Ministerin Creecy stellt nationalen Eisenbahn-Masterplan vor

Verkehrsministerin Barbara Creecy hat den Entwurf des nationalen Eisenbahn-Masterplans zur Wiederbelebung des südafrikanischen Schienennetzes vorgestellt. Der am 1. April 2026 vom Kabinett zur Veröffentlichung im Amtsblatt genehmigte Plan wurde nach Beratungen in Kempton Park für öffentliche Kommentare freigegeben. Er zielt darauf ab, den Güter- und Personenverkehr angesichts der anhaltenden Herausforderungen bei Transnet und Prasa zu modernisieren.
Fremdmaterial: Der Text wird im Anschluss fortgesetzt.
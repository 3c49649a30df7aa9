//! Backend selection.
//!
//! [`Provider`] is a closed set of backends, each carrying its own
//! configuration, dispatched through [`Translator`]. Names on the wire and on
//! the command line map to [`ProviderKind`].

use std::fmt;
use std::str::FromStr;
use std::sync::Arc;
use std::time::Duration;

use async_trait::async_trait;

use crate::echo::{EchoMode, EchoTranslator};
use crate::error::{ProviderError, ProviderResult};
use crate::lmstudio::{DEFAULT_LM_STUDIO_URL, LmStudioTranslator};
use crate::observer::RunObserver;
use crate::openai::{DEFAULT_OPENAI_BASE_URL, DEFAULT_OPENAI_MODEL, OpenAiTranslator};
use crate::remote::RemoteTranslator;
use crate::translator::Translator;

/// Backends a translation service can run itself
#[derive(Debug, Clone, Copy, PartialEq, Eq)]
pub enum ProviderKind {
    Echo,
    OpenAi,
    LmStudio,
}

impl ProviderKind {
    /// Wire name understood by the web service
    pub fn as_str(&self) -> &'static str {
        match self {
            ProviderKind::Echo => "mock",
            ProviderKind::OpenAi => "openai",
            ProviderKind::LmStudio => "lmstudio",
        }
    }
}

impl fmt::Display for ProviderKind {
    fn fmt(&self, f: &mut fmt::Formatter<'_>) -> fmt::Result {
        f.write_str(self.as_str())
    }
}

impl FromStr for ProviderKind {
    type Err = ProviderError;

    fn from_str(name: &str) -> Result<Self, Self::Err> {
        match name.trim().to_ascii_lowercase().as_str() {
            "mock" | "echo" => Ok(ProviderKind::Echo),
            "openai" => Ok(ProviderKind::OpenAi),
            "lmstudio" => Ok(ProviderKind::LmStudio),
            "google" | "deepl" => Err(ProviderError::NotConfigured(format!(
                "Provider '{}' is not yet implemented",
                name.trim()
            ))),
            _ => Err(ProviderError::UnknownProvider(name.to_string())),
        }
    }
}

/// Environment-driven backend configuration
#[derive(Clone)]
pub struct ProviderSettings {
    pub openai_api_key: Option<String>,
    pub openai_model: String,
    pub openai_base_url: String,
    pub lm_studio_url: String,
    pub echo_delay_ms: u64,
    /// Per-request HTTP timeout; none by default
    pub timeout: Option<Duration>,
}

impl Default for ProviderSettings {
    fn default() -> Self {
        ProviderSettings {
            openai_api_key: None,
            openai_model: DEFAULT_OPENAI_MODEL.to_string(),
            openai_base_url: DEFAULT_OPENAI_BASE_URL.to_string(),
            lm_studio_url: DEFAULT_LM_STUDIO_URL.to_string(),
            echo_delay_ms: 0,
            timeout: None,
        }
    }
}

impl ProviderSettings {
    /// Read `OPENAI_API_KEY`, `OPENAI_MODEL`, `OPENAI_BASE_URL`,
    /// `LM_STUDIO_URL` and `LOCRISK_ECHO_DELAY_MS`
    pub fn from_env() -> Self {
        Self::from_lookup(|key| std::env::var(key).ok())
    }

    /// Like [`from_env`](Self::from_env) with a custom variable source
    pub fn from_lookup(lookup: impl Fn(&str) -> Option<String>) -> Self {
        let defaults = ProviderSettings::default();
        let non_empty = |key: &str| lookup(key).filter(|v| !v.trim().is_empty());

        ProviderSettings {
            openai_api_key: non_empty("OPENAI_API_KEY"),
            openai_model: non_empty("OPENAI_MODEL").unwrap_or(defaults.openai_model),
            openai_base_url: non_empty("OPENAI_BASE_URL").unwrap_or(defaults.openai_base_url),
            lm_studio_url: non_empty("LM_STUDIO_URL").unwrap_or(defaults.lm_studio_url),
            echo_delay_ms: non_empty("LOCRISK_ECHO_DELAY_MS")
                .and_then(|v| v.trim().parse().ok())
                .unwrap_or(defaults.echo_delay_ms),
            timeout: defaults.timeout,
        }
    }
}

impl fmt::Debug for ProviderSettings {
    fn fmt(&self, f: &mut fmt::Formatter<'_>) -> fmt::Result {
        f.debug_struct("ProviderSettings")
            .field("openai_api_key", &self.openai_api_key.as_ref().map(|_| "***"))
            .field("openai_model", &self.openai_model)
            .field("openai_base_url", &self.openai_base_url)
            .field("lm_studio_url", &self.lm_studio_url)
            .field("echo_delay_ms", &self.echo_delay_ms)
            .field("timeout", &self.timeout)
            .finish()
    }
}

#[derive(Debug, Clone)]
pub enum Provider {
    Echo(EchoTranslator),
    OpenAi(OpenAiTranslator),
    LmStudio(LmStudioTranslator),
    Remote(RemoteTranslator),
}

impl Provider {
    /// Build a backend the current process runs itself.
    ///
    /// `endpoint_override` replaces the local backend's base URL and
    /// `api_key_override` the hosted backend's key; both are ignored by the
    /// other kinds.
    pub fn build(
        kind: ProviderKind,
        settings: &ProviderSettings,
        endpoint_override: Option<&str>,
        api_key_override: Option<&str>,
        observer: Arc<dyn RunObserver>,
    ) -> ProviderResult<Self> {
        let provider = match kind {
            ProviderKind::Echo => Provider::Echo(EchoTranslator::with_delay(
                EchoMode::Prefix,
                settings.echo_delay_ms,
            )),
            ProviderKind::OpenAi => {
                let api_key = api_key_override
                    .filter(|key| !key.trim().is_empty())
                    .or(settings.openai_api_key.as_deref())
                    .unwrap_or_default();
                Provider::OpenAi(
                    OpenAiTranslator::new(
                        api_key,
                        &settings.openai_model,
                        &settings.openai_base_url,
                        settings.timeout,
                    )?
                    .with_observer(observer),
                )
            }
            ProviderKind::LmStudio => {
                let url = endpoint_override
                    .filter(|url| !url.trim().is_empty())
                    .unwrap_or(settings.lm_studio_url.as_str());
                Provider::LmStudio(
                    LmStudioTranslator::new(url, settings.timeout)?.with_observer(observer),
                )
            }
        };
        Ok(provider)
    }

    /// Client for a `locrisk-mt-web` service at `base_url` running `backend`
    pub fn remote(
        base_url: &str,
        backend: ProviderKind,
        settings: &ProviderSettings,
        endpoint_override: Option<String>,
        api_key: Option<String>,
    ) -> ProviderResult<Self> {
        Ok(Provider::Remote(
            RemoteTranslator::new(base_url, backend.as_str(), settings.timeout)?
                .with_endpoint_override(endpoint_override)
                .with_api_key(api_key),
        ))
    }

    fn inner(&self) -> &dyn Translator {
        match self {
            Provider::Echo(p) => p,
            Provider::OpenAi(p) => p,
            Provider::LmStudio(p) => p,
            Provider::Remote(p) => p,
        }
    }
}

#[async_trait]
impl Translator for Provider {
    async fn translate(
        &self,
        texts: &[String],
        target_lang: &str,
        context: Option<&str>,
    ) -> ProviderResult<Vec<String>> {
        self.inner().translate(texts, target_lang, context).await
    }

    fn provider_name(&self) -> &str {
        self.inner().provider_name()
    }
}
Verkehrsministerin Barbara Creecy präsentierte den National Rail Master Plan (NRMP) und erklärte: „Dieser Plan zielt darauf ab, die Schiene als Rückgrat des südafrikanischen Logistik- und Verkehrssystems zu positionieren.“ Sie betonte: „Es geht nicht darum, die Vergangenheit neu zu erfinden; es geht darum, ein widerstandsfähiges, anpassungsfähiges und dynamisch skalierbares Eisenbahnsystem aufzubauen, das den breiteren wirtschaftlichen und sozialen Zielen des Landes dient.“

Die Vorstellung folgte auf die Zustimmung des Kabinetts am 1. April 2026 zur Veröffentlichung des NRMP-Entwurfs. Öffentliche Konsultationen begannen in Kempton Park, wo der Group CEO von Prasa, Hishaam Emeran, Fortschritte bei der Wiederherstellung und Modernisierung hervorhob. Emeran wies auf die Notwendigkeit des Bahnausbaus in wachsenden Städten und neue Technologien wie Hochgeschwindigkeitszüge für den Intercity-Verkehr hin.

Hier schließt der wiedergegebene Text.